The hook and uppercut exist in both the "long fist" system and the "praying mantis" system. The uppercut also exist in the "XingYi" system.

The following are popular praying mantis combo:

- jab, cross, hook, hook,
- hook low, hook middle, hook high,
- hook, back fist, uppercut,

The hook, back fist, uppercut combo can be seen in this "long fist" form.






Here is an example of XingYi Zhuan Quan (uppercut).







Here is an example of the "praying mantis" "hook".






The hook can be seen in this "praying mantis" form too (at 0.36).


----------



## Kung Fu Wang (Feb 3, 2015)

dup, deleted.


----------



## Touch Of Death (Feb 3, 2015)

I might ask why have y'all forgotten how to throw a straight punch? But, that is none of my business.


----------



## Drose427 (Feb 3, 2015)

A lot of styles had types of these. The Ridge hand, is the exact same motion as a hook in many styles, only the striking surface is different.


----------



## Buka (Feb 3, 2015)

Welcome aboard, Bullshidog. Interesting handle, by the way.
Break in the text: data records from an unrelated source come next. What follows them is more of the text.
//! Insert pipeline data types

use serde::{Deserialize, Deserializer, Serialize};
use serde_json::Value;
use std::collections::HashMap;

/// One caller-supplied record
#[derive(Debug, Clone, PartialEq, Serialize, Deserialize)]
#[serde(rename_all = "camelCase")]
pub struct InsertRecord {
    #[serde(default)]
    pub tx_id: String,
    /// Raw fields; JSON numbers and booleans are stringified
    #[serde(default, deserialize_with = "deserialize_fields")]
    pub data: HashMap<String, String>,
    #[serde(default, skip_serializing_if = "Option::is_none")]
    pub block_number: Option<u64>,
}

impl InsertRecord {
    pub fn new(tx_id: impl Into<String>) -> Self {
        Self {
            tx_id: tx_id.into(),
            data: HashMap::new(),
            block_number: None,
        }
    }

    pub fn with_field(mut self, name: impl Into<String>, value: impl Into<String>) -> Self {
        self.data.insert(name.into(), value.into());
        self
    }

    pub fn with_block_number(mut self, block: u64) -> Self {
        self.block_number = Some(block);
        self
    }
}

/// Accept `data` as a JSON object or a string holding one
pub fn deserialize_fields<'de, D>(deserializer: D) -> Result<HashMap<String, String>, D::Error>
where
    D: Deserializer<'de>,
{
    let value = Value::deserialize(deserializer)?;
    fields_from_value(value).map_err(serde::de::Error::custom)
}

/// Flatten a JSON object into string fields
pub fn fields_from_value(value: Value) -> Result<HashMap<String, String>, String> {
    match value {
        Value::Null => Ok(HashMap::new()),
        Value::Object(map) => Ok(map
            .into_iter()
            .filter_map(|(k, v)| scalar_to_string(v).map(|s| (k, s)))
            .collect()),
        Value::String(s) if s.trim().is_empty() => Ok(HashMap::new()),
        Value::String(s) => {
            let parsed: Value = serde_json::from_str(&s)
                .map_err(|e| format!("data is not a JSON object: {}", e))?;
            match parsed {
                Value::Object(_) => fields_from_value(parsed),
                _ => Err("data must be a JSON object".to_string()),
            }
        }
        _ => Err("data must be a JSON object".to_string()),
    }
}

fn scalar_to_string(value: Value) -> Option<String> {
    match value {
        Value::Null => None,
        Value::String(s) => Some(s),
        Value::Bool(b) => Some(b.to_string()),
        Value::Number(n) => Some(n.to_string()),
        other => Some(other.to_string()),
    }
}

/// Result of one record
#[derive(Debug, Clone, Copy, PartialEq, Eq, Serialize, Deserialize)]
#[serde(rename_all = "lowercase")]
pub enum RecordStatus {
    Inserted,
    Skipped,
    Failed,
}

#[derive(Debug, Clone, PartialEq, Eq, Serialize, Deserialize)]
#[serde(rename_all = "camelCase")]
pub struct RecordOutcome {
    /// Position in the batch
    pub index: usize,
    pub tx_id: String,
    pub status: RecordStatus,
    #[serde(default, skip_serializing_if = "Option::is_none")]
    pub key: Option<String>,
    #[serde(default, skip_serializing_if = "Option::is_none")]
    pub reason: Option<String>,
}

/// Counts and per-record outcomes of one batch
#[derive(Debug, Clone, Default, PartialEq, Eq, Serialize, Deserialize)]
#[serde(rename_all = "camelCase")]
pub struct InsertSummary {
    pub inserted: u64,
    pub skipped: u64,
    pub failed: u64,
    /// Highest block number among inserted records
    #[serde(default, skip_serializing_if = "Option::is_none")]
    pub max_block_number: Option<u64>,
    pub duration_ms: u64,
    pub outcomes: Vec<RecordOutcome>,
}

impl InsertSummary {
    pub fn total(&self) -> u64 {
        self.inserted + self.skipped + self.failed
    }

    pub fn all_inserted(&self) -> bool {
        self.skipped == 0 && self.failed == 0
    }

    pub(crate) fn record_inserted(
        &mut self,
        index: usize,
        tx_id: &str,
        key: String,
        block: Option<u64>,
    ) {
        self.inserted += 1;
        if let Some(block) = block {
            self.max_block_number = Some(self.max_block_number.map_or(block, |b| b.max(block)));
        }
        self.outcomes.push(RecordOutcome {
            index,
            tx_id: tx_id.to_string(),
            status: RecordStatus::Inserted,
            key: Some(key),
            reason: None,
        });
    }

    pub(crate) fn record_skipped(
        &mut self,
        index: usize,
        tx_id: &str,
        key: Option<String>,
        reason: &str,
    ) {
        self.skipped += 1;
        self.outcomes.push(RecordOutcome {
            index,
            tx_id: tx_id.to_string(),
            status: RecordStatus::Skipped,
            key,
            reason: Some(reason.to_string()),
        });
    }

    pub(crate) fn record_failed(&mut self, index: usize, tx_id: &str, reason: String) {
        self.failed += 1;
        self.outcomes.push(RecordOutcome {
            index,
            tx_id: tx_id.to_string(),
            status: RecordStatus::Failed,
            key: None,
            reason: Some(reason),
        });
    }
}

impl std::fmt::Display for InsertSummary {
    fn fmt(&self, f: &mut std::fmt::Formatter<'_>) -> std::fmt::Result {
        write!(
            f,
            "inserted: {}, skipped: {}, failed: {} ({} ms)",
            self.inserted, self.skipped, self.failed, self.duration_ms
        )
    }
}

#[cfg(test)]
mod tests {
    use super::*;

    #[test]
    fn test_record_from_object_data() {
        let json = r#"{"txId":"0x1","data":{"speeding":60,"obuId":"OBU-1","flag":true,"none":null},"blockNumber":7}"#;
        let record: InsertRecord = serde_json::from_str(json).unwrap();
        assert_eq!(record.tx_id, "0x1");
        assert_eq!(record.data["speeding"], "60");
        assert_eq!(record.data["flag"], "true");
        assert!(!record.data.contains_key("none"));
        assert_eq!(record.block_number, Some(7));
    }

    #[test]
    fn test_record_from_string_data() {
        let json = r#"{"txId":"0x2","data":"{\"purpose\":\"Research\"}"}"#;
        let record: InsertRecord = serde_json::from_str(json).unwrap();
        assert_eq!(record.data["purpose"], "Research");
        assert!(record.block_number.is_none());
    }

    #[test]
    fn test_record_rejects_non_object_data() {
        assert!(serde_json::from_str::<InsertRecord>(r#"{"txId":"x","data":[1,2]}"#).is_err());
        assert!(serde_json::from_str::<InsertRecord>(r#"{"txId":"x","data":"42"}"#).is_err());
    }

    #[test]
    fn test_summary_counts() {
        let mut summary = InsertSummary::default();
        summary.record_inserted(0, "a", "k".into(), Some(5));
        summary.record_inserted(1, "b", "k".into(), Some(3));
        summary.record_skipped(2, "c", None, "filtered");
        summary.record_failed(3, "d", "bad".into());

        assert_eq!(summary.total(), 4);
        assert_eq!(summary.max_block_number, Some(5));
        assert!(!summary.all_inserted());
        assert_eq!(summary.outcomes[2].status, RecordStatus::Skipped);
    }

    #[test]
    fn test_summary_serializes_camel_case() {
        let mut summary = InsertSummary::default();
        summary.record_failed(0, "tx", "Missing field: speeding".into());
        let json = serde_json::to_value(&summary).unwrap();
        assert_eq!(json["failed"], 1);
        assert_eq!(json["outcomes"][0]["txId"], "tx");
        assert_eq!(json["outcomes"][0]["status"], "failed");
    }
}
After you have a few more years of training, research and study under your belt, I think you'll find most of the answers you seek. (just keep your hands up while doing it)


----------



## punisher73 (Feb 3, 2015)

As others have pointed out, there exists in many chinese martial arts, the hook and uppercut.

If you go back to the "bareknuckle" days of boxing, you will find that they didn't really throw the hook as you see in modern boxing, it was more opened up and looked more like you would find in the tma's.  Watch a boxing match with the gloves and you see that most of them don't really hit with the proper striking surface due to the gloves, it usually lands on the part of the knuckles as if you were knocking on a door.

Lots of stuff changed in boxing with the advent of the larger gloves, things like how the punches were thrown, what kinds of punches are thrown and even what the guards look like.


----------



## Danny T (Feb 3, 2015)

Bullshidog said:


> One thing I noticed was that every TMA I came across in their undiluted forms lacked a variation of hooks and uppercuts. Not even what we call "kickboxing styles" today such as Muay Thai had the uppercut and hook in their predecessor forms and its only exposure with western boxing that such kickboxing styles developed variations.
> 
> In fact its precisely because western boxing gave predecessors of kickboxing styles immense trouble in rings and duels that eventually MT and such adopted hooks and uppercuts and even the basic boxing guard modified  to also fit in with the style's techniques at least according to what I read.
> 
> Considering all the rich styles that remain preserved throughout much of Asia, why didn't Eastern forms develop boxing style techniques without the influence of the West? What exactly is unique about western culture that led to such two unique variations of punching?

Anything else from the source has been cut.